▼

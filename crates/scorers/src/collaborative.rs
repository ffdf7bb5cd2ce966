//! Collaborative scorer: "users with your taste loved these".
//!
//! ## Algorithm
//! 1. Keep users with >= 5 ratings and movies with >= 5 ratings; bail out
//!    with `InsufficientData` when fewer than 50 triples survive.
//! 2. Build a dense zero-filled user x movie rating matrix over sorted ids.
//! 3. Pairwise user similarity = raw cosine over the rating rows. Unrated
//!    cells count as zeros, which biases toward users who rated the same
//!    movies; that bias is intentional and documented.
//! 4. At query time, walk the 50 most similar neighbors (similarity > 0.1)
//!    and accumulate `similarity * neighbor_rating / 5.0` for every movie
//!    they loved that the target user hasn't seen.

use crate::arena::IdArena;
use crate::error::{Result, ScoreError};
use crate::text::cosine;
use crate::types::{
    Explanation, Recommendation, ScoreSource, Scorer, popularity_fallback, rank,
};
use catalog::{CatalogSnapshot, MovieId, UserId};
use rayon::prelude::*;
use std::collections::{HashMap, HashSet};
use std::sync::Arc;
use tracing::{debug, instrument};

/// Minimum ratings a user needs to enter the matrix
const MIN_USER_RATINGS: usize = 5;

/// Minimum ratings a movie needs to enter the matrix
const MIN_MOVIE_RATINGS: usize = 5;

/// Minimum surviving (user, movie, rating) triples to build at all
const MIN_TRIPLES: usize = 50;

/// Neighborhood size consulted per recommendation request
const MAX_NEIGHBORS: usize = 50;

/// Neighbors below this cosine similarity are ignored
const MIN_SIMILARITY: f32 = 0.1;

/// Neighbor ratings at or above this count as endorsements
const ENDORSEMENT_RATING: f32 = 4.0;

/// Neighbors consulted when explaining a single movie
const EXPLAIN_NEIGHBORS: usize = 20;

/// Dense user-user similarity model over the filtered rating matrix
#[derive(Debug)]
pub struct CollaborativeModel {
    users: IdArena<UserId>,
    movies: IdArena<MovieId>,
    /// Row-major user x movie rating matrix, zero = unrated
    ratings: Vec<Vec<f32>>,
    /// Row-major symmetric user x user cosine similarity matrix
    similarity: Vec<Vec<f32>>,
}

impl CollaborativeModel {
    /// Build the user-similarity model from a catalog snapshot.
    #[instrument(skip(snapshot), fields(users, movies))]
    pub fn build(snapshot: &CatalogSnapshot) -> Result<Self> {
        let mut per_movie: HashMap<MovieId, usize> = HashMap::new();
        for rating in snapshot.all_ratings() {
            *per_movie.entry(rating.movie_id).or_insert(0) += 1;
        }

        let mut user_ids: Vec<UserId> = snapshot
            .all_ratings()
            .map(|r| r.user_id)
            .collect::<HashSet<_>>()
            .into_iter()
            .filter(|&u| snapshot.rating_count(u) >= MIN_USER_RATINGS)
            .collect();
        user_ids.sort_unstable();

        let mut movie_ids: Vec<MovieId> = per_movie
            .iter()
            .filter(|&(_, &count)| count >= MIN_MOVIE_RATINGS)
            .map(|(&id, _)| id)
            .collect();
        movie_ids.sort_unstable();

        let users = IdArena::from_ids(user_ids);
        let movies = IdArena::from_ids(movie_ids);

        let mut ratings = vec![vec![0.0f32; movies.len()]; users.len()];
        let mut triples = 0usize;
        for (i, &user_id) in users.ids().iter().enumerate() {
            for rating in snapshot.ratings_for_user(user_id) {
                if let Some(j) = movies.index_of(rating.movie_id) {
                    ratings[i][j] = rating.rating;
                    triples += 1;
                }
            }
        }

        if triples < MIN_TRIPLES {
            return Err(ScoreError::InsufficientData {
                needed: MIN_TRIPLES,
                found: triples,
            });
        }

        tracing::Span::current().record("users", users.len() as u64);
        tracing::Span::current().record("movies", movies.len() as u64);

        let n = users.len();
        let similarity: Vec<Vec<f32>> = (0..n)
            .into_par_iter()
            .map(|i| {
                (0..n)
                    .map(|j| {
                        if i == j {
                            1.0
                        } else {
                            cosine(&ratings[i], &ratings[j])
                        }
                    })
                    .collect()
            })
            .collect();

        debug!(users = n, movies = movies.len(), triples, "built user similarity matrix");

        Ok(Self {
            users,
            movies,
            ratings,
            similarity,
        })
    }

    /// Similarity between two indexed users, if both are in the matrix
    pub fn user_similarity(&self, a: UserId, b: UserId) -> Option<f32> {
        let i = self.users.index_of(a)?;
        let j = self.users.index_of(b)?;
        Some(self.similarity[i][j])
    }

    /// Whether a user participates in the matrix
    pub fn contains_user(&self, user_id: UserId) -> bool {
        self.users.contains(user_id)
    }

    /// The user's neighbors above the similarity floor, most similar first,
    /// capped at `limit`. Id-ascending tie-break keeps the order stable.
    fn neighbors(&self, user_index: usize, limit: usize) -> Vec<(usize, f32)> {
        let mut neighbors: Vec<(usize, f32)> = self.similarity[user_index]
            .iter()
            .enumerate()
            .filter(|&(j, &sim)| j != user_index && sim > MIN_SIMILARITY)
            .map(|(j, &sim)| (j, sim))
            .collect();
        neighbors.sort_by(|a, b| {
            b.1.partial_cmp(&a.1)
                .unwrap_or(std::cmp::Ordering::Equal)
                .then_with(|| a.0.cmp(&b.0))
        });
        neighbors.truncate(limit);
        neighbors
    }
}

/// Collaborative scorer over a built model and its source snapshot
pub struct CollaborativeScorer {
    snapshot: Arc<CatalogSnapshot>,
    model: CollaborativeModel,
}

impl CollaborativeScorer {
    pub fn new(snapshot: Arc<CatalogSnapshot>, model: CollaborativeModel) -> Self {
        Self { snapshot, model }
    }

    pub fn model(&self) -> &CollaborativeModel {
        &self.model
    }

}

/// Movies the user's friends loved that the user hasn't seen.
///
/// Ranked by average friend rating, then by how many friends endorsed the
/// movie. Works off the raw ratings, so it never needs a trained model.
#[instrument(skip(snapshot, friend_ids), fields(friends = friend_ids.len()))]
pub fn friend_recommendations(
    snapshot: &CatalogSnapshot,
    user_id: UserId,
    friend_ids: &[UserId],
    limit: usize,
) -> Vec<Recommendation> {
    let rated = snapshot.rated_movie_ids(user_id);

    let mut endorsements: HashMap<MovieId, (f32, u32)> = HashMap::new();
    for &friend_id in friend_ids {
        for rating in snapshot.ratings_for_user(friend_id) {
            if rating.rating >= ENDORSEMENT_RATING && !rated.contains(&rating.movie_id) {
                let entry = endorsements.entry(rating.movie_id).or_insert((0.0, 0));
                entry.0 += rating.rating;
                entry.1 += 1;
            }
        }
    }

    let mut candidates: Vec<(MovieId, f32, u32)> = endorsements
        .into_iter()
        .map(|(movie_id, (sum, count))| (movie_id, sum / count as f32, count))
        .collect();
    candidates.sort_by(|a, b| {
        b.1.partial_cmp(&a.1)
            .unwrap_or(std::cmp::Ordering::Equal)
            .then_with(|| b.2.cmp(&a.2))
            .then_with(|| a.0.cmp(&b.0))
    });
    candidates.truncate(limit);

    candidates
        .into_iter()
        .map(|(movie_id, avg, _)| Recommendation::new(movie_id, ScoreSource::Collaborative, avg / 5.0))
        .collect()
}

impl Scorer for CollaborativeScorer {
    fn name(&self) -> &'static str {
        "collaborative"
    }

    #[instrument(skip(self), fields(scorer = self.name()))]
    fn recommend(&self, user_id: UserId, limit: usize) -> Result<Vec<Recommendation>> {
        let rated = self.snapshot.rated_movie_ids(user_id);

        let Some(user_index) = self.model.users.index_of(user_id) else {
            debug!(user_id, "user not in matrix, falling back to popularity");
            return Ok(popularity_fallback(&self.snapshot, &rated, limit));
        };

        let mut scores: HashMap<MovieId, f32> = HashMap::new();
        for (neighbor_index, similarity) in self.model.neighbors(user_index, MAX_NEIGHBORS) {
            for (movie_index, &neighbor_rating) in
                self.model.ratings[neighbor_index].iter().enumerate()
            {
                if neighbor_rating < ENDORSEMENT_RATING {
                    continue;
                }
                let Some(movie_id) = self.model.movies.id_at(movie_index) else {
                    continue;
                };
                if rated.contains(&movie_id) {
                    continue;
                }
                *scores.entry(movie_id).or_insert(0.0) += similarity * neighbor_rating / 5.0;
            }
        }

        if scores.is_empty() {
            return Ok(popularity_fallback(&self.snapshot, &rated, limit));
        }

        let candidates = scores
            .into_iter()
            .map(|(movie_id, score)| {
                Recommendation::new(movie_id, ScoreSource::Collaborative, score)
            })
            .collect();
        Ok(rank(candidates, limit))
    }

    /// How many of the user's closest neighbors endorsed this movie, and at
    /// what average rating.
    fn explain(&self, user_id: UserId, movie_id: MovieId) -> Option<Explanation> {
        let user_index = self.model.users.index_of(user_id)?;
        let movie_index = self.model.movies.index_of(movie_id)?;

        let mut sum = 0.0f32;
        let mut count = 0usize;
        for (neighbor_index, _) in self.model.neighbors(user_index, EXPLAIN_NEIGHBORS) {
            let neighbor_rating = self.model.ratings[neighbor_index][movie_index];
            if neighbor_rating >= ENDORSEMENT_RATING {
                sum += neighbor_rating;
                count += 1;
            }
        }
        if count == 0 {
            return None;
        }

        let average_rating = sum / count as f32;
        Some(Explanation::Collaborative {
            reason: format!(
                "{} users with similar taste rated this {:.1} on average",
                count, average_rating
            ),
            supporting_users: count,
            average_rating,
        })
    }
}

▲

Go over the listing above and return each line with "IdArena".

§ **Exercise output**
use crate::arena::IdArena;
    users: IdArena<UserId>,
    movies: IdArena<MovieId>,
        let users = IdArena::from_ids(user_ids);
        let movies = IdArena::from_ids(movie_ids);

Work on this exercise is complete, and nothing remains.